Accuracy (classification) or R-squared (regression).

save

save(path: str) -> None

Save the fitted probe to disk.

Parameters:

Name Type Description Default
path str

Path to save the probe.

required

load classmethod

load(path: str) -> Probe

Load a fitted probe from disk.

Parameters:

Name Type Description Default
path str

Path to the saved probe.

required

Returns:

Type Description
Probe

The loaded probe.

sweep_layers classmethod

sweep_layers(model: str, positive_prompts: list[str], negative_prompts: list[str], layers: int | list[int] | str = 'all', pooling: str = 'last_token', classifier: str | BaseEstimator = 'logistic_regression', device: str = 'auto', remote: bool = False, random_state: int | None = None, batch_size: int = 8, backend: str = 'local', dtype: str | None = None, normalize_layers: bool | str = True, classifier_kwargs: dict | None = None, preprocessing: str | list[str] | None = None, pca_components: int | None = None) -> LayerSweepResult

Train a probe at every layer and return per-layer results.

This method avoids the boilerplate of manually looping over layers. It performs one warmup pass extracting all requested layers (single forward pass through the model, cached), then trains an independent single-layer probe for each layer using cached activations.

Parameters:

Name Type Description Default
model str

HuggingFace model ID or local path.

required
positive_prompts list[str]

Prompts for the positive class.

required
negative_prompts list[str]

Prompts for the negative class.

required
layers int | list[int] | str

Which layers to sweep. Accepts same specifications as Probe: int, list[int], "all", "middle", "last".

"all"
pooling str

Token pooling strategy.

"last_token"
classifier str | BaseEstimator

Classification model.

"logistic_regression"
device str

Device for model inference.

"auto"
remote bool

Use nnsight remote execution.

False
random_state int | None

Random seed for reproducibility.

None
batch_size int

Number of prompts per batch during extraction.

8
backend str

Extraction backend: "local" or "nnsight".

"local"
dtype str | None

Model dtype for local backend.

None
normalize_layers bool | str

Per-layer normalization (applied per single-layer probe).

True

Returns:

Type Description
LayerSweepResult

Contains a fitted probe for each layer, with methods for scoring and finding the best layer.

Examples:

>>> result = Probe.sweep_layers(
...     model="meta-llama/Llama-3.1-8B-Instruct",
...     positive_prompts=pos,
...     negative_prompts=neg,
...     layers="all",
... )
>>> scores = result.score(test_prompts, test_labels)
>>> best = result.best_layer(test_prompts, test_labels)
>>> print(f"Best layer: {best}, accuracy: {scores[best]:.3f}")

LayerSweepResult

lmprobe.probe.LayerSweepResult dataclass

Results from a per-layer probe sweep.

Contains a fitted Probe for each layer, with convenience methods for scoring and finding the best layer.

Parameters:

Name Type Description Default
probes dict[int, Probe]

Mapping from layer index to fitted Probe.

dict()

Examples:

>>> result = Probe.sweep_layers(
...     model="meta-llama/Llama-3.1-8B-Instruct",
...     positive_prompts=pos,
...     negative_prompts=neg,
...     layers="all",
... )
>>> scores = result.score(test_prompts, test_labels)
>>> print(f"Best layer: {result.best_layer(test_prompts, test_labels)}")

layers property

layers: list[int]

Return sorted list of layer indices in this sweep.

__getitem__

__getitem__(layer: int) -> Probe

Get the probe for a specific layer.

score

score(test_prompts: list[str], test_labels: list[int] | ndarray) -> dict[int, float]

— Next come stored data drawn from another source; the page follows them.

//! Driver loop that connects a `GameInterface` to the engine.

use crate::engine::{GameState, Turn};
use crate::error::{GuessError, InvalidGuess, SaveError, WordSourceError};
use crate::save::{load_game, save_game};
use crate::wordbank::{MAX_WORD_LEN, MIN_WORD_LEN, WordSource};
use crate::{debug_log, info_log};
use std::path::Path;

pub const SAVE_INPUT: &str = "1";
pub const LOAD_INPUT: &str = "2";
pub const NEW_GAME_INPUT: &str = "3";
pub const EXIT_INPUT: &str = "0";

#[derive(Clone, Debug, PartialEq, Eq)]
pub enum UserAction {
    Guess(String),
    Save,
    Load,
    NewGame,
    Exit,
}

impl UserAction {
    /// Classifies one line of input. Control commands are digits, so they
    /// never collide with a letter guess.
    pub fn from_input(input: &str) -> Self {
        match input.trim() {
            SAVE_INPUT => Self::Save,
            LOAD_INPUT => Self::Load,
            NEW_GAME_INPUT => Self::NewGame,
            EXIT_INPUT => Self::Exit,
            guess => Self::Guess(guess.to_string()),
        }
    }
}

/// Presentation layer used by `game_loop`.
pub trait GameInterface {
    fn display_intro(&mut self);
    fn display_state(&mut self, state: &GameState);
    /// Returns `None` when no complete action was produced yet.
    fn read_action(&mut self) -> Option<UserAction>;
    fn display_turn(&mut self, turn: &Turn);
    fn display_invalid_guess(&mut self, reason: &InvalidGuess);
    fn display_outro(&mut self, state: &GameState);
    fn display_saved(&mut self, path: &Path);
    fn display_loaded(&mut self, path: &Path);
    fn display_save_error(&mut self, error: &SaveError);
    /// `error` is a `SaveError::Corrupt` exactly when a fresh game follows.
    fn display_load_error(&mut self, error: &SaveError);
    fn display_new_game(&mut self);
    fn display_exit_message(&mut self);
}

/// Plays games until the player quits, returning the game that was on the
/// table at that point.
///
/// # Errors
///
/// Fails only when the word source cannot supply a word for a new game.
pub fn game_loop<W, I>(
    words: &mut W,
    save_path: Option<&Path>,
    interface: &mut I,
) -> Result<GameState, WordSourceError>
where
    W: WordSource + ?Sized,
    I: GameInterface + ?Sized,
{
    let mut state = new_game(words)?;
    interface.display_intro();
    interface.display_state(&state);

    loop {
        let Some(action) = interface.read_action() else {
            continue;
        };
        debug_log!("game_loop() - Action: {:?}", action);

        match action {
            UserAction::Exit => {
                interface.display_exit_message();
                return Ok(state);
            }
            UserAction::NewGame => {
                state = new_game(words)?;
                interface.display_new_game();
                interface.display_state(&state);
            }
            UserAction::Save => {
                match save_path.ok_or(SaveError::Disabled).and_then(|path| {
                    save_game(path, &state)?;
                    Ok(path)
                }) {
                    Ok(path) => interface.display_saved(path),
                    Err(e) => {
                        log::warn!("Save failed: {e}");
                        interface.display_save_error(&e);
                    }
                }
            }
            UserAction::Load => {
                match save_path.ok_or(SaveError::Disabled).and_then(|path| {
                    let loaded = load_game(path)?;
                    Ok((path, loaded))
                }) {
                    Ok((path, loaded)) => {
                        state = loaded;
                        interface.display_loaded(path);
                    }
                    Err(e @ SaveError::Corrupt(_)) => {
                        log::warn!("Load failed, starting a fresh game: {e}");
                        interface.display_load_error(&e);
                        state = new_game(words)?;
                        interface.display_new_game();
                    }
                    Err(e) => {
                        log::warn!("Load failed, keeping the current game: {e}");
                        interface.display_load_error(&e);
                    }
                }
                interface.display_state(&state);
            }
            UserAction::Guess(raw) => match state.apply_guess(&raw) {
                Ok(turn) => {
                    interface.display_turn(&turn);
                    interface.display_state(&state);
                    if turn.outcome.is_finished() {
                        info_log!(
                            "game_loop() - Game over: {:?} with '{}'",
                            turn.outcome,
                            state.secret_word_string()
                        );
                        interface.display_outro(&state);
                    }
                }
                Err(GuessError::Invalid(reason)) => {
                    interface.display_invalid_guess(&reason);
                }
                Err(GuessError::AlreadyEnded) => {
                    interface.display_outro(&state);
                }
            },
        }
    }
}

fn new_game<W: WordSource + ?Sized>(words: &mut W) -> Result<GameState, WordSourceError> {
    let word = words.pick_word(MIN_WORD_LEN, MAX_WORD_LEN)?;
    info_log!("new_game() - Secret word has {} letters", word.len());
    Ok(GameState::new(word))
}

#[cfg(test)]
mod tests {
    use super::*;
    use crate::engine::Outcome;

    struct FixedWord(&'static str);

    impl WordSource for FixedWord {
        fn pick_word(
            &mut self,
            _min_len: usize,
            _max_len: usize,
        ) -> Result<Vec<char>, WordSourceError> {
            Ok(self.0.chars().collect())
        }
    }

    /// Replays scripted actions and records what the loop asked it to show.
    struct ScriptedInterface {
        actions: Vec<UserAction>,
        events: Vec<String>,
    }

    impl ScriptedInterface {
        fn new(inputs: &[&str]) -> Self {
            Self {
                actions: inputs.iter().rev().map(|i| UserAction::from_input(i)).collect(),
                events: Vec::new(),
            }
        }

        fn count(&self, prefix: &str) -> usize {
            self.events.iter().filter(|e| e.starts_with(prefix)).count()
        }
    }

    impl GameInterface for ScriptedInterface {
        fn display_intro(&mut self) {
            self.events.push("intro".to_string());
        }
        fn display_state(&mut self, state: &GameState) {
            self.events.push(format!("state {}", state.teaser()));
        }
        fn read_action(&mut self) -> Option<UserAction> {
            Some(self.actions.pop().unwrap_or(UserAction::Exit))
        }
        fn display_turn(&mut self, turn: &Turn) {
            self.events.push(format!("turn {} {}", turn.letter, turn.hit));
        }
        fn display_invalid_guess(&mut self, _reason: &InvalidGuess) {
            self.events.push("invalid".to_string());
        }
        fn display_outro(&mut self, state: &GameState) {
            self.events.push(format!("outro {:?}", state.outcome()));
        }
        fn display_saved(&mut self, _path: &Path) {
            self.events.push("saved".to_string());
        }
        fn display_loaded(&mut self, _path: &Path) {
            self.events.push("loaded".to_string());
        }
        fn display_save_error(&mut self, _error: &SaveError) {
            self.events.push("save error".to_string());
        }
        fn display_load_error(&mut self, _error: &SaveError) {
            self.events.push("load error".to_string());
        }
        fn display_new_game(&mut self) {
            self.events.push("new game".to_string());
        }
        fn display_exit_message(&mut self) {
            self.events.push("exit".to_string());
        }
    }

    #[test]
    fn test_user_action_from_input() {
        assert_eq!(UserAction::from_input("1"), UserAction::Save);
        assert_eq!(UserAction::from_input(" 2\n"), UserAction::Load);
        assert_eq!(UserAction::from_input("3"), UserAction::NewGame);
        assert_eq!(UserAction::from_input("0"), UserAction::Exit);
        assert_eq!(
            UserAction::from_input("a"),
            UserAction::Guess("a".to_string())
        );
        assert_eq!(
            UserAction::from_input("12"),
            UserAction::Guess("12".to_string())
        );
    }

    #[test]
    fn test_game_loop_win() {
        let mut words = FixedWord("cat");
        let mut ui = ScriptedInterface::new(&["c", "a", "t"]);
        let state = game_loop(&mut words, None, &mut ui).unwrap();
        assert_eq!(state.outcome(), Outcome::Won);
        assert_eq!(ui.count("outro Won"), 1);
        assert_eq!(ui.events.last().map(String::as_str), Some("exit"));
    }

    #[test]
    fn test_game_loop_invalid_input_reprompts() {
        let mut words = FixedWord("cat");
        let mut ui = ScriptedInterface::new(&["", "ca", "9", "c", "c", "0"]);
        let state = game_loop(&mut words, None, &mut ui).unwrap();
        assert_eq!(ui.count("invalid"), 4);
        assert_eq!(state.guess_history(), ['c']);
        assert_eq!(state.lives(), 6);
    }

    #[test]
    fn test_game_loop_guess_after_end_shows_outro() {
        let mut words = FixedWord("cat");
        let mut ui = ScriptedInterface::new(&["c", "a", "t", "x"]);
        let state = game_loop(&mut words, None, &mut ui).unwrap();
        assert_eq!(ui.count("outro Won"), 2);
        assert_eq!(state.lives(), 6);
    }

    #[test]
    fn test_game_loop_new_game_replaces_state() {
        let mut words = FixedWord("cat");
        let mut ui = ScriptedInterface::new(&["z", "3"]);
        let state = game_loop(&mut words, None, &mut ui).unwrap();
        assert_eq!(ui.count("new game"), 1);
        assert!(state.guess_history().is_empty());
        assert_eq!(state.lives(), 6);
    }

    #[test]
    fn test_game_loop_save_disabled() {
        let mut words = FixedWord("cat");
        let mut ui = ScriptedInterface::new(&["1", "2"]);
        game_loop(&mut words, None, &mut ui).unwrap();
        assert_eq!(ui.count("save error"), 1);
        assert_eq!(ui.count("load error"), 1);
        assert_eq!(ui.count("new game"), 0);
    }

    #[test]
    fn test_game_loop_load_from_missing_slot_keeps_game() {
        let path = std::env::temp_dir().join("hangman_game_loop_missing_slot.txt");
        let _ = std::fs::remove_file(&path);

        let mut words = FixedWord("apple");
        let mut ui = ScriptedInterface::new(&["p", "z", "2", "0"]);
        let state = game_loop(&mut words, Some(&path), &mut ui).unwrap();
        assert_eq!(ui.count("load error"), 1);
        assert_eq!(ui.count("new game"), 0);
        assert_eq!(state.guess_history(), ['p', 'z']);
        assert_eq!(state.lives(), 5);
    }

    #[test]
    fn test_game_loop_save_then_load() {
        let path = std::env::temp_dir().join("hangman_game_loop_save_test.txt");
        let _ = std::fs::remove_file(&path);

        let mut words = FixedWord("apple");
        let mut ui = ScriptedInterface::new(&["p", "z", "1", "a", "2"]);
        let state = game_loop(&mut words, Some(&path), &mut ui).unwrap();
        assert_eq!(ui.count("saved"), 1);
        assert_eq!(ui.count("loaded"), 1);
        assert_eq!(state.guess_history(), ['p', 'z']);
        assert_eq!(state.teaser(), "_pp__");

        let _ = std::fs::remove_file(&path);
    }

    #[test]
    fn test_game_loop_corrupt_save_falls_back_to_fresh_game() {
        let path = std::env::temp_dir().join("hangman_game_loop_corrupt_test.txt");
        std::fs::write(&path, "p,abc,apple\n").unwrap();

        let mut words = FixedWord("apple");
        let mut ui = ScriptedInterface::new(&["e", "2"]);
        let state = game_loop(&mut words, Some(&path), &mut ui).unwrap();
        assert_eq!(ui.count("load error"), 1);
        assert_eq!(ui.count("new game"), 1);
        assert!(state.guess_history().is_empty());

        let _ = std::fs::remove_file(&path);
    }

    #[test]
    fn test_game_loop_refuses_to_save_finished_game() {
        let path = std::env::temp_dir().join("hangman_game_loop_finished_test.txt");
        let _ = std::fs::remove_file(&path);

        let mut words = FixedWord("cat");
        let mut ui = ScriptedInterface::new(&["c", "a", "t", "1"]);
        game_loop(&mut words, Some(&path), &mut ui).unwrap();
        assert_eq!(ui.count("save error"), 1);
        assert!(!path.exists());
    }

    #[test]
    fn test_game_loop_no_suitable_word() {
        struct Empty;
        impl WordSource for Empty {
            fn pick_word(
                &mut self,
                min_len: usize,
                max_len: usize,
            ) -> Result<Vec<char>, WordSourceError> {
                Err(WordSourceError::NoSuitableWord {
                    min: min_len,
                    max: max_len,
                })
            }
        }

        let mut ui = ScriptedInterface::new(&[]);
        let result = game_loop(&mut Empty, None, &mut ui);
        assert!(matches!(
            result,
            Err(WordSourceError::NoSuitableWord { .. })
        ));
        assert!(ui.events.is_empty());
    }
}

Score each layer's probe on test data.

Performs a single warmup extraction pass for all layers, then scores each probe from cache (no redundant forward passes).

best_layer

best_layer(test_prompts: list[str], test_labels: list[int] | ndarray) -> int

Return the layer index with the highest accuracy.

predict

predict(prompts: list[str]) -> dict[int, np.ndarray]

Predict with each layer's probe.

Performs a single warmup extraction pass for all layers, then predicts from cache (no redundant forward passes).

predict_proba

predict_proba(prompts: list[str]) -> dict[int, np.ndarray]

Predict probabilities with each layer's probe.

Performs a single warmup extraction pass for all layers, then predicts from cache (no redundant forward passes).